Due to the 2012–13 NHL lockout that cancelled nearly half of the regular season, Tampa Bay assigned Pánik, as well as 17 others, to the Syracuse Crunch, the Lightning's new AHL affiliate for the 2012–13 season. On 11 February 2013, several weeks after NHL play had resumed, the Lightning recalled Pánik, where he later scored his first career NHL goal on 23 February against Dan Ellis of the Carolina Hurricanes in a 5–2 victory. On 1 March, the Tampa Bay Lightning reassigned Pánik to Syracuse after playing nine games in the NHL, registering one goal from eight shots on net. At the end of the AHL regular season, Pánik had played in 43 games with the Crunch, recording 21 goals and 35 points, including an AHL-high 12-game point streak from 2 November through 1 December 2013, with 17. Pánik then helped Syracuse reach the Calder Cup Final, though the team fell to the Grand Rapids Griffins in a 4–2 series defeat.

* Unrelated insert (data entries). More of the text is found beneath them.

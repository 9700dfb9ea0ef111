//! Style instructions produced by a highlight pass.
//!
//! A [`StyleSheet`] is a full replacement for the buffer's styling: an
//! implicit reset to the base style followed by [`StyledRange`]s applied in
//! push order. Patches merge per attribute key; a later patch overrides only
//! the keys it sets.

use crate::error::CoreError;
use crate::theme::{ColorToken, FontRole};
use serde::Serialize;
use std::collections::BTreeSet;
use std::ops::Range;
use tracing::debug;

/// Partial style; `None` keys leave the underlying attribute untouched.
#[derive(Clone, Debug, Default, PartialEq, Eq, Serialize)]
pub struct StylePatch {
    pub font: Option<FontRole>,
    pub foreground: Option<ColorToken>,
    pub background: Option<ColorToken>,
    pub underline: Option<bool>,
    pub strikethrough: Option<bool>,
    /// Link destination consumed by the surface's click handling.
    pub link: Option<String>,
    /// Checkbox toggle target (the `[ ]`/`[x]` span).
    pub checkbox: Option<Range<usize>>,
    pub image_source: Option<String>,
}

impl StylePatch {
    pub fn new() -> Self {
        Self::default()
    }

    pub fn with_font(mut self, font: FontRole) -> Self {
        self.font = Some(font);
        self
    }

    pub fn with_foreground(mut self, color: ColorToken) -> Self {
        self.foreground = Some(color);
        self
    }

    pub fn with_background(mut self, color: ColorToken) -> Self {
        self.background = Some(color);
        self
    }

    pub fn with_underline(mut self) -> Self {
        self.underline = Some(true);
        self
    }

    pub fn with_strikethrough(mut self) -> Self {
        self.strikethrough = Some(true);
        self
    }

    pub fn with_link(mut self, destination: impl Into<String>) -> Self {
        self.link = Some(destination.into());
        self
    }

    pub fn with_checkbox(mut self, target: Range<usize>) -> Self {
        self.checkbox = Some(target);
        self
    }

    pub fn with_image_source(mut self, source: impl Into<String>) -> Self {
        self.image_source = Some(source.into());
        self
    }

    /// True when the patch only sets a foreground colour.
    pub fn is_foreground_only(&self) -> bool {
        self.foreground.is_some()
            && *self
                == StylePatch {
                    foreground: self.foreground,
                    ..StylePatch::default()
                }
    }
}

/// Fully resolved attributes at a position.
#[derive(Clone, Debug, PartialEq, Eq, Serialize)]
pub struct ResolvedStyle {
    pub font: FontRole,
    pub foreground: ColorToken,
    pub background: Option<ColorToken>,
    pub underline: bool,
    pub strikethrough: bool,
    pub link: Option<String>,
    pub checkbox: Option<Range<usize>>,
    pub image_source: Option<String>,
}

impl ResolvedStyle {
    /// Document base style: base font, foreground colour, nothing else.
    pub fn base() -> Self {
        Self {
            font: FontRole::Base,
            foreground: ColorToken::Foreground,
            background: None,
            underline: false,
            strikethrough: false,
            link: None,
            checkbox: None,
            image_source: None,
        }
    }

    /// Overlay the keys `patch` sets.
    pub fn apply(&mut self, patch: &StylePatch) {
        if let Some(font) = patch.font {
            self.font = font;
        }
        if let Some(color) = patch.foreground {
            self.foreground = color;
        }
        if let Some(color) = patch.background {
            self.background = Some(color);
        }
        if let Some(underline) = patch.underline {
            self.underline = underline;
        }
        if let Some(strikethrough) = patch.strikethrough {
            self.strikethrough = strikethrough;
        }
        if let Some(link) = &patch.link {
            self.link = Some(link.clone());
        }
        if let Some(checkbox) = &patch.checkbox {
            self.checkbox = Some(checkbox.clone());
        }
        if let Some(source) = &patch.image_source {
            self.image_source = Some(source.clone());
        }
    }
}

impl Default for ResolvedStyle {
    fn default() -> Self {
        Self::base()
    }
}

/// A patch bound to a char range of the buffer.
#[derive(Clone, Debug, PartialEq, Eq, Serialize)]
pub struct StyledRange {
    pub range: Range<usize>,
    pub patch: StylePatch,
}

impl StyledRange {
    pub fn new(range: Range<usize>, patch: StylePatch) -> Self {
        Self { range, patch }
    }

    /// Valid for a buffer of `len` chars: non-empty and not past the end.
    pub fn fits(&self, len: usize) -> bool {
        self.range.start < self.range.end && self.range.end <= len
    }
}

/// Maximal run of chars sharing one resolved style.
#[derive(Clone, Debug, PartialEq, Eq)]
pub struct StyleRun {
    pub range: Range<usize>,
    pub style: ResolvedStyle,
}

/// Complete styling instructions for one buffer snapshot.
#[derive(Clone, Debug, PartialEq, Eq, Serialize)]
pub struct StyleSheet {
    len: usize,
    base: ResolvedStyle,
    ranges: Vec<StyledRange>,
}

impl StyleSheet {
    /// Empty sheet for a buffer of `len` chars.
    pub fn new(len: usize) -> Self {
        Self {
            len,
            base: ResolvedStyle::base(),
            ranges: Vec::new(),
        }
    }

    /// Buffer length the sheet was built for.
    pub fn buffer_len(&self) -> usize {
        self.len
    }

    /// True when the sheet carries at least one range.
    pub fn has_ranges(&self) -> bool {
        !self.ranges.is_empty()
    }

    pub fn base(&self) -> &ResolvedStyle {
        &self.base
    }

    pub fn ranges(&self) -> &[StyledRange] {
        &self.ranges
    }

    /// Append a patch.
    ///
    /// # Errors
    /// [`CoreError::RangeOutOfBounds`] for an empty range or one past the
    /// buffer; the sheet is left unchanged.
    pub fn try_push(&mut self, range: Range<usize>, patch: StylePatch) -> Result<(), CoreError> {
        let styled = StyledRange::new(range, patch);
        if !styled.fits(self.len) {
            return Err(CoreError::RangeOutOfBounds {
                start: styled.range.start,
                end: styled.range.end,
                len: self.len,
            });
        }
        self.ranges.push(styled);
        Ok(())
    }

    /// Append a patch; empty or out-of-bounds ranges are dropped whole.
    ///
    /// # Returns
    /// `true` when the range was kept.
    pub fn push(&mut self, range: Range<usize>, patch: StylePatch) -> bool {
        match self.try_push(range, patch) {
            Ok(()) => true,
            Err(err) => {
                debug!("dropping style range: {}", err);
                false
            }
        }
    }

    pub fn extend(&mut self, ranges: impl IntoIterator<Item = StyledRange>) {
        for styled in ranges {
            self.push(styled.range, styled.patch);
        }
    }

    /// Ranges that still fit a buffer of `len` chars, in application order.
    pub fn applicable(&self, len: usize) -> impl Iterator<Item = &StyledRange> {
        self.ranges.iter().filter(move |styled| styled.fits(len))
    }

    /// Resolve the style at one char offset.
    pub fn style_at(&self, offset: usize) -> ResolvedStyle {
        let mut style = self.base.clone();
        for styled in self.applicable(self.len) {
            if styled.range.contains(&offset) {
                style.apply(&styled.patch);
            }
        }
        style
    }

    /// Flatten into non-overlapping runs covering `0..len`, adjacent runs
    /// with equal styles merged.
    ///
    /// One sweep over the sorted boundaries; each window applies only the
    /// ranges open at its start, in application order.
    pub fn runs(&self) -> Vec<StyleRun> {
        if self.len == 0 {
            return Vec::new();
        }
        let ranges: Vec<&StyledRange> = self.applicable(self.len).collect();
        let mut by_start: Vec<usize> = (0..ranges.len()).collect();
        by_start.sort_by_key(|&index| ranges[index].range.start);

        let mut bounds: Vec<usize> = vec![0, self.len];
        for styled in &ranges {
            bounds.push(styled.range.start);
            bounds.push(styled.range.end);
        }
        bounds.sort_unstable();
        bounds.dedup();

        let mut open: BTreeSet<usize> = BTreeSet::new();
        let mut next = 0;
        let mut runs: Vec<StyleRun> = Vec::with_capacity(bounds.len());
        for window in bounds.windows(2) {
            let (start, end) = (window[0], window[1]);
            open.retain(|&index| ranges[index].range.end > start);
            while let Some(&index) = by_start.get(next) {
                if ranges[index].range.start > start {
                    break;
                }
                open.insert(index);
                next += 1;
            }
            let mut style = self.base.clone();
            for &index in &open {
                style.apply(&ranges[index].patch);
            }
            match runs.last_mut() {
                Some(previous) if previous.style == style && previous.range.end == start => {
                    previous.range.end = end;
                }
                _ => runs.push(StyleRun {
                    range: start..end,
                    style,
                }),
            }
        }
        runs
    }
}

#[cfg(test)]
mod tests {
    use super::*;

    #[test]
    fn out_of_bounds_and_empty_ranges_are_dropped_whole() {
        let mut sheet = StyleSheet::new(5);
        assert!(!sheet.push(3..6, StylePatch::new().with_underline()));
        assert!(!sheet.push(2..2, StylePatch::new().with_underline()));
        assert!(sheet.push(0..5, StylePatch::new().with_underline()));
        assert_eq!(sheet.ranges().len(), 1);
    }

    #[test]
    fn try_push_reports_the_rejected_range() {
        let mut sheet = StyleSheet::new(5);
        assert!(!sheet.has_ranges());
        assert_eq!(
            sheet.try_push(3..6, StylePatch::new().with_underline()),
            Err(CoreError::RangeOutOfBounds {
                start: 3,
                end: 6,
                len: 5
            })
        );
        assert!(!sheet.has_ranges());
        assert_eq!(sheet.try_push(1..2, StylePatch::new().with_underline()), Ok(()));
        assert!(sheet.has_ranges());
        assert_eq!(sheet.buffer_len(), 5);
    }

    #[test]
    fn a_sheet_without_ranges_still_knows_its_buffer() {
        let sheet = StyleSheet::new(500);
        assert_eq!(sheet.buffer_len(), 500);
        assert!(!sheet.has_ranges());
        assert_eq!(sheet.runs().len(), 1);
    }

    #[test]
    fn sweep_matches_per_offset_resolution_on_nested_ranges() {
        let mut sheet = StyleSheet::new(40);
        for i in 0..10 {
            sheet.push(i..40 - i, StylePatch::new().with_foreground(ColorToken::Comment));
            sheet.push(i * 4..i * 4 + 3, StylePatch::new().with_font(FontRole::Bold));
        }
        sheet.push(5..25, StylePatch::new().with_underline());
        let runs = sheet.runs();
        assert_eq!(runs.first().map(|run| run.range.start), Some(0));
        assert_eq!(runs.last().map(|run| run.range.end), Some(40));
        for run in &runs {
            for offset in run.range.clone() {
                assert_eq!(run.style, sheet.style_at(offset), "offset {offset}");
            }
        }
    }

    #[test]
    fn large_task_list_flattens_in_one_sweep() {
        let mut sheet = StyleSheet::new(40_000);
        for line in 0..4_000 {
            let start = line * 10;
            sheet.push(start..start + 10, StylePatch::new().with_foreground(ColorToken::Foreground));
            sheet.push(start..start + 2, StylePatch::new().with_foreground(ColorToken::Number));
            sheet.push(start + 2..start + 5, StylePatch::new().with_font(FontRole::Code));
            sheet.push(start + 6..start + 9, StylePatch::new().with_underline());
        }
        let runs = sheet.runs();
        assert_eq!(runs.len(), 4_000 * 5);
        assert_eq!(runs[1].style.font, FontRole::Code);
    }

    #[test]
    fn later_patch_overrides_only_the_keys_it_sets() {
        let mut sheet = StyleSheet::new(10);
        sheet.push(
            0..10,
            StylePatch::new()
                .with_font(FontRole::Italic)
                .with_foreground(ColorToken::Foreground),
        );
        sheet.push(
            2..6,
            StylePatch::new()
                .with_foreground(ColorToken::Type)
                .with_underline()
                .with_link("https://example.com"),
        );

        let inner = sheet.style_at(3);
        assert_eq!(inner.font, FontRole::Italic);
        assert_eq!(inner.foreground, ColorToken::Type);
        assert!(inner.underline);
        assert_eq!(inner.link.as_deref(), Some("https://example.com"));

        let outer = sheet.style_at(8);
        assert_eq!(outer.font, FontRole::Italic);
        assert_eq!(outer.foreground, ColorToken::Foreground);
        assert!(!outer.underline);
    }

    #[test]
    fn runs_cover_the_buffer_without_gaps() {
        let mut sheet = StyleSheet::new(12);
        sheet.push(2..5, StylePatch::new().with_font(FontRole::Bold));
        sheet.push(4..8, StylePatch::new().with_foreground(ColorToken::Comment));
        let runs = sheet.runs();
        let ranges: Vec<_> = runs.iter().map(|run| run.range.clone()).collect();
        assert_eq!(ranges, vec![0..2, 2..4, 4..5, 5..8, 8..12]);
        assert_eq!(runs[0].style, ResolvedStyle::base());
        assert_eq!(runs[2].style.font, FontRole::Bold);
        assert_eq!(runs[2].style.foreground, ColorToken::Comment);
        assert_eq!(runs[4].style, ResolvedStyle::base());
    }

    #[test]
    fn equal_neighbours_merge_into_one_run() {
        let mut sheet = StyleSheet::new(6);
        sheet.push(0..3, StylePatch::new().with_font(FontRole::Code));
        sheet.push(3..6, StylePatch::new().with_font(FontRole::Code));
        assert_eq!(sheet.runs().len(), 1);
    }

    #[test]
    fn applicable_rechecks_against_a_shorter_buffer() {
        let mut sheet = StyleSheet::new(10);
        sheet.push(0..4, StylePatch::new().with_underline());
        sheet.push(6..10, StylePatch::new().with_underline());
        assert_eq!(sheet.applicable(8).count(), 1);
    }

    #[test]
    fn foreground_only_detection() {
        assert!(StylePatch::new()
            .with_foreground(ColorToken::Keyword)
            .is_foreground_only());
        assert!(!StylePatch::new()
            .with_foreground(ColorToken::Keyword)
            .with_underline()
            .is_foreground_only());
        assert!(!StylePatch::new().is_foreground_only());
    }
}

Pánik made the 2013–14 Lightning roster out of training camp to begin the regular season. Despite making the team, he saw his playing time dwindle as the season went on, however, and, after struggling to find consistency in his game, was demoted on 24 January 2014, to Syracuse. Several months later, on 5 March, Tampa Bay again recalled Pánik from the Crunch. He finished the regular season with 50 appearances for Tampa Bay, scoring three goals and ten assists for 13 points, in addition to Stanley Cup playoff games played against the Montreal Canadiens in the Eastern Conference Quarter-finals.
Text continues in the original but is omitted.